Exercise brief> Your job is to write out each record exactly, leaving none out.

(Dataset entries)
::::

use regex::Regex;
use serde::{Deserialize, Serialize};
use std::fmt;
use std::fs;
use std::io;
use std::path::{Path, PathBuf};
use thiserror::Error;

use crate::zod::resolver::DEFAULT_MAX_RUN;

/// Predicate deciding which declarations get a schema
pub type NameFilter = Box<dyn Fn(&str) -> bool>;

/// Maps a declaration identifier to its schema constant name
pub type SchemaNamer = Box<dyn Fn(&str) -> String>;

/// `Superman` -> `superman`, `HTTPStatus` -> `hTTPStatus`
pub fn lower_camel_case(name: &str) -> String {
    let mut chars = name.chars();
    match chars.next() {
        Some(first) => first.to_lowercase().chain(chars).collect(),
        None => String::new(),
    }
}

/// `Superman` -> `supermanSchema`
pub fn default_schema_name(name: &str) -> String {
    format!("{}Schema", lower_camel_case(name))
}

/// Options for a single generation run
pub struct GenerateOptions {
    /// TypeScript source holding the declarations
    pub source_text: String,

    /// Upper bound on dependency resolution passes (at least 1)
    pub max_run: usize,

    pub name_filter: NameFilter,

    pub get_schema_name: SchemaNamer,

    /// Copy JSDoc comments onto the generated schemas
    pub keep_comments: bool,

    /// Reject unknown keys on every object schema
    pub strict: bool,
}

impl GenerateOptions {
    pub fn new<S: Into<String>>(source_text: S) -> Self {
        GenerateOptions {
            source_text: source_text.into(),
            max_run: DEFAULT_MAX_RUN,
            name_filter: Box::new(|_: &str| true),
            get_schema_name: Box::new(default_schema_name),
            keep_comments: false,
            strict: false,
        }
    }

    pub fn max_run(mut self, max_run: usize) -> Self {
        self.max_run = max_run.max(1);
        self
    }

    pub fn name_filter<F>(mut self, filter: F) -> Self
    where
        F: Fn(&str) -> bool + 'static,
    {
        self.name_filter = Box::new(filter);
        self
    }

    pub fn get_schema_name<F>(mut self, namer: F) -> Self
    where
        F: Fn(&str) -> String + 'static,
    {
        self.get_schema_name = Box::new(namer);
        self
    }

    pub fn keep_comments(mut self, keep_comments: bool) -> Self {
        self.keep_comments = keep_comments;
        self
    }

    pub fn strict(mut self, strict: bool) -> Self {
        self.strict = strict;
        self
    }
}

impl fmt::Debug for GenerateOptions {
    fn fmt(&self, f: &mut fmt::Formatter<'_>) -> fmt::Result {
        f.debug_struct("GenerateOptions")
            .field("source_text", &format!("<{} bytes>", self.source_text.len()))
            .field("max_run", &self.max_run)
            .field("keep_comments", &self.keep_comments)
            .field("strict", &self.strict)
            .finish()
    }
}

/// Configuration file for the command line tool
#[derive(Debug, Clone, Serialize, Deserialize, PartialEq)]
pub struct Config {
    /// Source file with the TypeScript declarations
    #[serde(default)]
    pub input: Option<String>,

    /// Schema file to write; stdout when absent
    #[serde(default)]
    pub output: Option<String>,

    /// Integration test file; derived from `output` when absent
    #[serde(default)]
    pub integration_test_output: Option<String>,

    #[serde(default = "default_max_run")]
    pub max_run: usize,

    /// Regular expression declarations must match to get a schema
    #[serde(default)]
    pub name_filter: Option<String>,

    #[serde(default = "default_schema_name_suffix")]
    pub schema_name_suffix: String,

    #[serde(default)]
    pub keep_comments: bool,

    #[serde(default)]
    pub strict: bool,

    /// Do not write the integration test file
    #[serde(default)]
    pub skip_validation: bool,
}

fn default_max_run() -> usize {
    DEFAULT_MAX_RUN
}

fn default_schema_name_suffix() -> String {
    "Schema".to_string()
}

impl Default for Config {
    fn default() -> Self {
        Config {
            input: None,
            output: None,
            integration_test_output: None,
            max_run: default_max_run(),
            name_filter: None,
            schema_name_suffix: default_schema_name_suffix(),
            keep_comments: false,
            strict: false,
            skip_validation: false,
        }
    }
}

impl Config {
    /// Load configuration from a file
    pub fn from_file<P: AsRef<Path>>(path: P) -> Result<Self, ConfigError> {
        let content = fs::read_to_string(path)?;
        let config = serde_json::from_str(&content)?;

        Ok(config)
    }

    /// Save configuration to a file
    pub fn to_file<P: AsRef<Path>>(&self, path: P) -> Result<(), ConfigError> {
        let content = serde_json::to_string_pretty(self)?;
        fs::write(path, content)?;

        Ok(())
    }

    /// Where the integration test file goes, next to the schema file by default
    pub fn integration_test_path(&self) -> Option<PathBuf> {
        if let Some(path) = &self.integration_test_output {
            return Some(PathBuf::from(path));
        }
        let output = Path::new(self.output.as_ref()?);
        let stem = output.file_stem()?.to_string_lossy();
        Some(output.with_file_name(format!("{}.integration.ts", stem)))
    }

    /// Build the options for one run over `source_text`
    pub fn to_generate_options(&self, source_text: String) -> Result<GenerateOptions, ConfigError> {
        let suffix = self.schema_name_suffix.clone();
        let mut options = GenerateOptions::new(source_text)
            .max_run(self.max_run)
            .keep_comments(self.keep_comments)
            .strict(self.strict)
            .get_schema_name(move |name| format!("{}{}", lower_camel_case(name), suffix));

        if let Some(pattern) = &self.name_filter {
            let filter = Regex::new(pattern)?;
            options = options.name_filter(move |name| filter.is_match(name));
        }

        Ok(options)
    }
}

/// Error type for configuration operations
#[derive(Debug, Error)]
pub enum ConfigError {
    #[error("I/O error: {0}")]
    Io(#[from] io::Error),

    #[error("Parse error: {0}")]
    Parse(#[from] serde_json::Error),

    #[error("Invalid name filter: {0}")]
    InvalidNameFilter(#[from] regex::Error),
}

::::

Exercise answer>
use regex::Regex;
use serde::{Deserialize, Serialize};
use std::fmt;
use std::fs;
use std::io;
use std::path::{Path, PathBuf};
use thiserror::Error;

use crate::zod::resolver::DEFAULT_MAX_RUN;

/// Predicate deciding which declarations get a schema
pub type NameFilter = Box<dyn Fn(&str) -> bool>;

/// Maps a declaration identifier to its schema constant name
pub type SchemaNamer = Box<dyn Fn(&str) -> String>;

/// `Superman` -> `superman`, `HTTPStatus` -> `hTTPStatus`
pub fn lower_camel_case(name: &str) -> String {
    let mut chars = name.chars();
    match chars.next() {
        Some(first) => first.to_lowercase().chain(chars).collect(),
        None => String::new(),
    }
}

/// `Superman` -> `supermanSchema`
pub fn default_schema_name(name: &str) -> String {
    format!("{}Schema", lower_camel_case(name))
}

/// Options for a single generation run
pub struct GenerateOptions {
    /// TypeScript source holding the declarations
    pub source_text: String,

    /// Upper bound on dependency resolution passes (at least 1)
    pub max_run: usize,

    pub name_filter: NameFilter,

    pub get_schema_name: SchemaNamer,

    /// Copy JSDoc comments onto the generated schemas
    pub keep_comments: bool,

    /// Reject unknown keys on every object schema
    pub strict: bool,
}

impl GenerateOptions {
    pub fn new<S: Into<String>>(source_text: S) -> Self {
        GenerateOptions {
            source_text: source_text.into(),
            max_run: DEFAULT_MAX_RUN,
            name_filter: Box::new(|_: &str| true),
            get_schema_name: Box::new(default_schema_name),
            keep_comments: false,
            strict: false,
        }
    }

    pub fn max_run(mut self, max_run: usize) -> Self {
        self.max_run = max_run.max(1);
        self
    }

    pub fn name_filter<F>(mut self, filter: F) -> Self
    where
        F: Fn(&str) -> bool + 'static,
    {
        self.name_filter = Box::new(filter);
        self
    }

    pub fn get_schema_name<F>(mut self, namer: F) -> Self
    where
        F: Fn(&str) -> String + 'static,
    {
        self.get_schema_name = Box::new(namer);
        self
    }

    pub fn keep_comments(mut self, keep_comments: bool) -> Self {
        self.keep_comments = keep_comments;
        self
    }

    pub fn strict(mut self, strict: bool) -> Self {
        self.strict = strict;
        self
    }
}

impl fmt::Debug for GenerateOptions {
    fn fmt(&self, f: &mut fmt::Formatter<'_>) -> fmt::Result {
        f.debug_struct("GenerateOptions")
            .field("source_text", &format!("<{} bytes>", self.source_text.len()))
            .field("max_run", &self.max_run)
            .field("keep_comments", &self.keep_comments)
            .field("strict", &self.strict)
            .finish()
    }
}

/// Configuration file for the command line tool
#[derive(Debug, Clone, Serialize, Deserialize, PartialEq)]
pub struct Config {
    /// Source file with the TypeScript declarations
    #[serde(default)]
    pub input: Option<String>,

    /// Schema file to write; stdout when absent
    #[serde(default)]
    pub output: Option<String>,

    /// Integration test file; derived from `output` when absent
    #[serde(default)]
    pub integration_test_output: Option<String>,

    #[serde(default = "default_max_run")]
    pub max_run: usize,

    /// Regular expression declarations must match to get a schema
    #[serde(default)]
    pub name_filter: Option<String>,

    #[serde(default = "default_schema_name_suffix")]
    pub schema_name_suffix: String,

    #[serde(default)]
    pub keep_comments: bool,

    #[serde(default)]
    pub strict: bool,

    /// Do not write the integration test file
    #[serde(default)]
    pub skip_validation: bool,
}

fn default_max_run() -> usize {
    DEFAULT_MAX_RUN
}

fn default_schema_name_suffix() -> String {
    "Schema".to_string()
}

impl Default for Config {
    fn default() -> Self {
        Config {
            input: None,
            output: None,
            integration_test_output: None,
            max_run: default_max_run(),
            name_filter: None,
            schema_name_suffix: default_schema_name_suffix(),
            keep_comments: false,
            strict: false,
            skip_validation: false,
        }
    }
}

impl Config {
    /// Load configuration from a file
    pub fn from_file<P: AsRef<Path>>(path: P) -> Result<Self, ConfigError> {
        let content = fs::read_to_string(path)?;
        let config = serde_json::from_str(&content)?;

        Ok(config)
    }

    /// Save configuration to a file
    pub fn to_file<P: AsRef<Path>>(&self, path: P) -> Result<(), ConfigError> {
        let content = serde_json::to_string_pretty(self)?;
        fs::write(path, content)?;

        Ok(())
    }

    /// Where the integration test file goes, next to the schema file by default
    pub fn integration_test_path(&self) -> Option<PathBuf> {
        if let Some(path) = &self.integration_test_output {
            return Some(PathBuf::from(path));
        }
        let output = Path::new(self.output.as_ref()?);
        let stem = output.file_stem()?.to_string_lossy();
        Some(output.with_file_name(format!("{}.integration.ts", stem)))
    }

    /// Build the options for one run over `source_text`
    pub fn to_generate_options(&self, source_text: String) -> Result<GenerateOptions, ConfigError> {
        let suffix = self.schema_name_suffix.clone();
        let mut options = GenerateOptions::new(source_text)
            .max_run(self.max_run)
            .keep_comments(self.keep_comments)
            .strict(self.strict)
            .get_schema_name(move |name| format!("{}{}", lower_camel_case(name), suffix));

        if let Some(pattern) = &self.name_filter {
            let filter = Regex::new(pattern)?;
            options = options.name_filter(move |name| filter.is_match(name));
        }

        Ok(options)
    }
}

/// Error type for configuration operations
#[derive(Debug, Error)]
pub enum ConfigError {
    #[error("I/O error: {0}")]
    Io(#[from] io::Error),

    #[error("Parse error: {0}")]
    Parse(#[from] serde_json::Error),

    #[error("Invalid name filter: {0}")]
    InvalidNameFilter(#[from] regex::Error),
}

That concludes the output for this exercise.